1. Hedef Gen Dizi Defter RNAi Besleme Tabaklar hazırlanması Piyasada bulunan RNAi kütüphanelerin (örn. Kaynak BioScience Doğal Bilimler itibaren) kullanıyorsanız, 1.4 adıma geçin. Alternatif olarak, standart klonlama protokolü tarafından, vektör L4440, 8 RNAi plazmid yaygın olarak kullanılan bir solucan içine hedef gen dizileri klonu. Bakterinin HT115 (DE3), 25 mcg / ml karbenisilin ile LB agar plaklarına kültürü onları ve 12.5 mcg / ml tetrasiklin içine rek…

Representative Results

Araştırmamızda, biz DBL-1/TGF-β yolu ile vücut büyüklüğü düzenleme odaklanmak. Yabani tip hayvanlarda 7,10,11 ile karşılaştırıldığında daha kısa bir gövde uzunluk dahil olmak üzere küçük vücut boyutu DBL-1 yolunun sonuçları, fonksiyon kaybı. C. için Böylece, ekranlar elegans vücut büyüklüğü mutantlar TGF-β sinyal bileşenleri ve düzenleyici belirleme yeteneğine sahiptirler.

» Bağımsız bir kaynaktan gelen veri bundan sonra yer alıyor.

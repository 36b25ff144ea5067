//! In-process store with Redis-compatible semantics
//!
//! Several handles can share one backend via [`MemoryStore::connect`]; each
//! handle has its own availability switch so a single proxy can be cut off
//! from the store while the others keep working.

use async_trait::async_trait;
use futures::StreamExt;
use parking_lot::Mutex;
use std::collections::{HashMap, HashSet};
use std::sync::atomic::{AtomicBool, Ordering};
use std::sync::Arc;
use std::time::{Duration, Instant};
use tokio::sync::broadcast;
use tokio_util::sync::CancellationToken;
use tracing::warn;

use super::{StoreClient, StoreMessage, Subscription};
use crate::error::{Error, Result};

const BUS_CAPACITY: usize = 4096;

#[derive(Default)]
struct State {
    values: HashMap<String, String>,
    sets: HashMap<String, HashSet<String>>,
    expiry: HashMap<String, Instant>,
}

impl State {
    fn purge_if_expired(&mut self, key: &str, now: Instant) {
        if self.expiry.get(key).is_some_and(|deadline| *deadline <= now) {
            self.remove(key);
        }
    }

    fn purge_all_expired(&mut self, now: Instant) {
        let expired: Vec<String> = self
            .expiry
            .iter()
            .filter(|(_, deadline)| **deadline <= now)
            .map(|(key, _)| key.clone())
            .collect();
        for key in expired {
            self.remove(&key);
        }
    }

    fn remove(&mut self, key: &str) -> bool {
        self.expiry.remove(key);
        let had_value = self.values.remove(key).is_some();
        let had_set = self.sets.remove(key).is_some();
        had_value || had_set
    }

    fn write(&mut self, key: &str, value: &str, ttl: Option<Duration>, now: Instant) {
        self.sets.remove(key);
        self.values.insert(key.to_string(), value.to_string());
        match ttl {
            Some(ttl) => {
                self.expiry.insert(key.to_string(), now + ttl);
            }
            None => {
                self.expiry.remove(key);
            }
        }
    }
}

struct Backend {
    state: Mutex<State>,
    bus: broadcast::Sender<StoreMessage>,
}

#[derive(Clone)]
pub struct MemoryStore {
    backend: Arc<Backend>,
    available: Arc<AtomicBool>,
    partition: Arc<Mutex<CancellationToken>>,
}

impl Default for MemoryStore {
    fn default() -> Self {
        Self::new()
    }
}

impl MemoryStore {
    /// Create a fresh, empty backend and a handle to it
    #[must_use]
    pub fn new() -> Self {
        let (bus, _) = broadcast::channel(BUS_CAPACITY);
        Self {
            backend: Arc::new(Backend {
                state: Mutex::new(State::default()),
                bus,
            }),
            available: Arc::new(AtomicBool::new(true)),
            partition: Arc::new(Mutex::new(CancellationToken::new())),
        }
    }

    /// Another handle to the same backend with its own availability switch
    #[must_use]
    pub fn connect(&self) -> Self {
        Self {
            backend: Arc::clone(&self.backend),
            available: Arc::new(AtomicBool::new(true)),
            partition: Arc::new(Mutex::new(CancellationToken::new())),
        }
    }

    /// Cut this handle off from the backend or reconnect it.
    ///
    /// While unavailable every operation fails with `StoreUnavailable` and
    /// open subscriptions end, as they would on a dropped connection.
    pub fn set_available(&self, available: bool) {
        let was = self.available.swap(available, Ordering::SeqCst);
        if was && !available {
            let mut token = self.partition.lock();
            token.cancel();
            *token = CancellationToken::new();
        }
    }

    #[must_use]
    pub fn is_available(&self) -> bool {
        self.available.load(Ordering::SeqCst)
    }

    fn check(&self) -> Result<()> {
        if self.is_available() {
            Ok(())
        } else {
            Err(Error::StoreUnavailable("connection refused".to_string()))
        }
    }
}

/// Glob match supporting `*` only, which is all the key namespace uses
fn glob_match(pattern: &str, text: &str) -> bool {
    let pattern = pattern.as_bytes();
    let text = text.as_bytes();
    let (mut p, mut t) = (0, 0);
    let mut star: Option<(usize, usize)> = None;

    while t < text.len() {
        if p < pattern.len() && pattern[p] == b'*' {
            star = Some((p, t));
            p += 1;
        } else if p < pattern.len() && pattern[p] == text[t] {
            p += 1;
            t += 1;
        } else if let Some((star_p, star_t)) = star {
            p = star_p + 1;
            t = star_t + 1;
            star = Some((star_p, star_t + 1));
        } else {
            return false;
        }
    }

    pattern[p..].iter().all(|b| *b == b'*')
}

#[async_trait]
impl StoreClient for MemoryStore {
    async fn get(&self, key: &str) -> Result<Option<String>> {
        self.check()?;
        let mut state = self.backend.state.lock();
        state.purge_if_expired(key, Instant::now());
        Ok(state.values.get(key).cloned())
    }

    async fn set(&self, key: &str, value: &str, ttl: Option<Duration>) -> Result<()> {
        self.check()?;
        self.backend.state.lock().write(key, value, ttl, Instant::now());
        Ok(())
    }

    async fn compare_and_set(
        &self,
        key: &str,
        expected: Option<&str>,
        value: &str,
        ttl: Option<Duration>,
    ) -> Result<bool> {
        self.check()?;
        let now = Instant::now();
        let mut state = self.backend.state.lock();
        state.purge_if_expired(key, now);

        if state.values.get(key).map(String::as_str) != expected {
            return Ok(false);
        }
        if expected.is_none() && state.sets.contains_key(key) {
            return Ok(false);
        }
        state.write(key, value, ttl, now);
        Ok(true)
    }

    async fn compare_and_delete(&self, key: &str, expected: &str) -> Result<bool> {
        self.check()?;
        let mut state = self.backend.state.lock();
        state.purge_if_expired(key, Instant::now());

        if state.values.get(key).map(String::as_str) == Some(expected) {
            state.remove(key);
            Ok(true)
        } else {
            Ok(false)
        }
    }

    async fn delete(&self, keys: &[String]) -> Result<usize> {
        self.check()?;
        let now = Instant::now();
        let mut state = self.backend.state.lock();
        let mut removed = 0;
        for key in keys {
            state.purge_if_expired(key, now);
            if state.remove(key) {
                removed += 1;
            }
        }
        Ok(removed)
    }

    async fn expire(&self, key: &str, ttl: Duration) -> Result<bool> {
        self.check()?;
        let now = Instant::now();
        let mut state = self.backend.state.lock();
        state.purge_if_expired(key, now);

        if state.values.contains_key(key) || state.sets.contains_key(key) {
            state.expiry.insert(key.to_string(), now + ttl);
            Ok(true)
        } else {
            Ok(false)
        }
    }

    async fn scan(&self, pattern: &str) -> Result<Vec<String>> {
        self.check()?;
        let mut state = self.backend.state.lock();
        state.purge_all_expired(Instant::now());

        let mut keys: Vec<String> = state
            .values
            .keys()
            .chain(state.sets.keys())
            .filter(|key| glob_match(pattern, key))
            .cloned()
            .collect();
        keys.sort();
        Ok(keys)
    }

    async fn set_add(&self, key: &str, members: &[String]) -> Result<usize> {
        self.check()?;
        let mut state = self.backend.state.lock();
        state.purge_if_expired(key, Instant::now());
        if state.values.contains_key(key) {
            return Err(Error::StoreUnavailable(format!(
                "WRONGTYPE key {key} holds a string value"
            )));
        }

        let set = state.sets.entry(key.to_string()).or_default();
        Ok(members.iter().filter(|m| set.insert((*m).clone())).count())
    }

    async fn set_remove(&self, key: &str, members: &[String]) -> Result<usize> {
        self.check()?;
        let mut state = self.backend.state.lock();
        state.purge_if_expired(key, Instant::now());

        let Some(set) = state.sets.get_mut(key) else {
            return Ok(0);
        };
        let removed = members.iter().filter(|m| set.remove(m.as_str())).count();
        if set.is_empty() {
            state.remove(key);
        }
        Ok(removed)
    }

    async fn set_members(&self, key: &str) -> Result<Vec<String>> {
        self.check()?;
        let mut state = self.backend.state.lock();
        state.purge_if_expired(key, Instant::now());
        Ok(state
            .sets
            .get(key)
            .map(|set| set.iter().cloned().collect())
            .unwrap_or_default())
    }

    async fn set_len(&self, key: &str) -> Result<usize> {
        self.check()?;
        let mut state = self.backend.state.lock();
        state.purge_if_expired(key, Instant::now());
        Ok(state.sets.get(key).map_or(0, HashSet::len))
    }

    async fn publish(&self, channel: &str, payload: &[u8]) -> Result<usize> {
        self.check()?;
        let msg = StoreMessage {
            channel: channel.to_string(),
            payload: payload.to_vec(),
        };
        // No receivers is not an error
        Ok(self.backend.bus.send(msg).unwrap_or(0))
    }

    async fn subscribe(&self, channels: &[String]) -> Result<Subscription> {
        self.check()?;
        let rx = self.backend.bus.subscribe();
        let token = self.partition.lock().clone();
        let channels: HashSet<String> = channels.iter().cloned().collect();

        let stream = futures::stream::unfold(
            (rx, token, channels),
            |(mut rx, token, channels)| async move {
                loop {
                    tokio::select! {
                        () = token.cancelled() => return None,
                        received = rx.recv() => match received {
                            Ok(msg) if channels.contains(&msg.channel) => {
                                return Some((msg, (rx, token, channels)));
                            }
                            Ok(_) => {}
                            Err(broadcast::error::RecvError::Lagged(skipped)) => {
                                warn!(skipped, "In-memory subscriber lagged, messages dropped");
                            }
                            Err(broadcast::error::RecvError::Closed) => return None,
                        },
                    }
                }
            },
        );
        Ok(stream.boxed())
    }
}

#[cfg(test)]
mod tests {
    use super::*;

    #[test]
    fn test_glob_match() {
        assert!(glob_match("a:*:players", "a:proxy-1:players"));
        assert!(glob_match("a:*:players", "a:x:y:players"));
        assert!(!glob_match("a:*:players", "a:proxy-1:heartbeat"));
        assert!(glob_match("*", "anything"));
        assert!(glob_match("exact", "exact"));
        assert!(!glob_match("exact", "exactly"));
    }

    #[tokio::test]
    async fn test_ttl_expiry() {
        let store = MemoryStore::new();
        store
            .set("k", "v", Some(Duration::from_millis(30)))
            .await
            .unwrap();
        assert_eq!(store.get("k").await.unwrap().as_deref(), Some("v"));

        tokio::time::sleep(Duration::from_millis(60)).await;
        assert_eq!(store.get("k").await.unwrap(), None);
        assert!(store.scan("*").await.unwrap().is_empty());
    }

    #[tokio::test]
    async fn test_expire_extends_existing_keys_only() {
        let store = MemoryStore::new();
        store
            .set("lock", "proxy-a", Some(Duration::from_millis(40)))
            .await
            .unwrap();
        assert!(store
            .expire("lock", Duration::from_millis(200))
            .await
            .unwrap());

        tokio::time::sleep(Duration::from_millis(80)).await;
        assert_eq!(store.get("lock").await.unwrap().as_deref(), Some("proxy-a"));

        assert!(!store.expire("missing", Duration::from_secs(1)).await.unwrap());
        assert!(store.scan("missing").await.unwrap().is_empty());
    }

    #[tokio::test]
    async fn test_compare_and_set_semantics() {
        let store = MemoryStore::new();
        assert!(store.compare_and_set("k", None, "a", None).await.unwrap());
        assert!(!store.compare_and_set("k", None, "b", None).await.unwrap());
        assert!(!store.compare_and_set("k", Some("b"), "c", None).await.unwrap());
        assert!(store.compare_and_set("k", Some("a"), "c", None).await.unwrap());

        assert!(!store.compare_and_delete("k", "a").await.unwrap());
        assert!(store.compare_and_delete("k", "c").await.unwrap());
        assert_eq!(store.get("k").await.unwrap(), None);
    }

    #[tokio::test]
    async fn test_set_operations() {
        let store = MemoryStore::new();
        let members = vec!["a".to_string(), "b".to_string(), "a".to_string()];
        assert_eq!(store.set_add("s", &members).await.unwrap(), 2);
        assert_eq!(store.set_len("s").await.unwrap(), 2);
        assert!(store.set_add("s", &["a".to_string()]).await.is_ok());

        assert_eq!(store.set_remove("s", &members).await.unwrap(), 2);
        assert_eq!(store.set_len("s").await.unwrap(), 0);
        assert!(store.scan("s").await.unwrap().is_empty());
    }

    #[tokio::test]
    async fn test_partitioned_handle() {
        let shared = MemoryStore::new();
        let cut_off = shared.connect();

        cut_off.set_available(false);
        assert!(matches!(
            cut_off.get("k").await,
            Err(Error::StoreUnavailable(_))
        ));
        // Other handles are unaffected
        shared.set("k", "v", None).await.unwrap();

        cut_off.set_available(true);
        assert_eq!(cut_off.get("k").await.unwrap().as_deref(), Some("v"));
    }

    #[tokio::test]
    async fn test_subscription_filters_and_ends_on_partition() {
        let shared = MemoryStore::new();
        let subscriber = shared.connect();
        let mut sub = subscriber.subscribe(&["wanted".to_string()]).await.unwrap();

        shared.publish("ignored", b"x").await.unwrap();
        shared.publish("wanted", b"y").await.unwrap();

        let msg = tokio::time::timeout(Duration::from_secs(1), sub.next())
            .await
            .unwrap()
            .unwrap();
        assert_eq!(msg.payload, b"y");

        subscriber.set_available(false);
        let end = tokio::time::timeout(Duration::from_secs(1), sub.next())
            .await
            .unwrap();
        assert!(end.is_none());
    }
}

DBL-1, sinyal hücre yüzey reseptörleri ve hücre içi sinyal dönüştürüc…

Discussion

Bu protokol, biz C. vücut büyüklüğü kusurlu mutantların belirlenmesi için yöntem tarif RNAi besleme ile elegans. Bu yöntem, TGF-β sinyal bileşenlerin tanımlanması için de geçerlidir. Gibi bileşenler yüksek evrim 15 yoluyla korunmuş olduğundan, bu ekranlar, tüm Metazoan'da TGF-β sinyal moleküler mekanizmalarının aydınlatılmasına alakalı. Böyle bir ekran tasarımında önemli bir göz başlayarak suşudur. Lin-15b ve rrf-3 önceki çalışmal…

Disclosures

The authors have nothing to disclose.

Acknowledgements

Biz çeşitli gelişimsel zaman noktalarında hayvan figürleri sağlamak için James Clark ederim. C. Bu çalışmada elegans suşları Araştırma Kaynakları için NIH Ulusal Merkezi (NCRR) tarafından desteklenen Caenorhabditis Genetik Merkezi, elde edilmiştir. Bu çalışma CUNY gelen JL ve CSD CIRG 1817 tarafından desteklenen ve NIH 1R15GM073678-01 ve CSD 1R15GM097692-01 tarafından Biz yazması üzerine yorumlar için Dr William J Rice, Dr Nathalia Holtzman ve Melissa Silvestrini ederim. Bu çalışmaları, New York Şehir Üniversitesi (S. Xiong) ve Graduate Center'da bir doktora derecesi için gereksinimleri kısmen yerine getirilmesi yürütülmüştür.

Materials

RNAi worm plates
17.7 g Worm Medium Mix
60 g Agar
Add H2O to 3 liters. Autoclave.
Add 3 ml 1M IPTG(sterile) and 3 ml 25 mg/ml Carbenicillin(sterile); then pour into 60 mm Petri dishes.

Worm plates

17.7 g Worm Medium Mix
0.6 g Streptomycin Sulfate
60 g Agar
Add H2O to 3 liters. Autoclave. Pour into 60 mm Petri dishes.

Worm Medium Mix
55 g Tris-Cl
24 g Tris-OH
310 g Bacto Peptone
800 mg Cholesterol
200 g NaCl
Mix thoroughly and be sure to avoid chunks; this powdered mixture can be stored for many months prior to use.

2% agarose
0.5 g Agarose
Add 25 ml dH2O. Heat in microwave until dissolved.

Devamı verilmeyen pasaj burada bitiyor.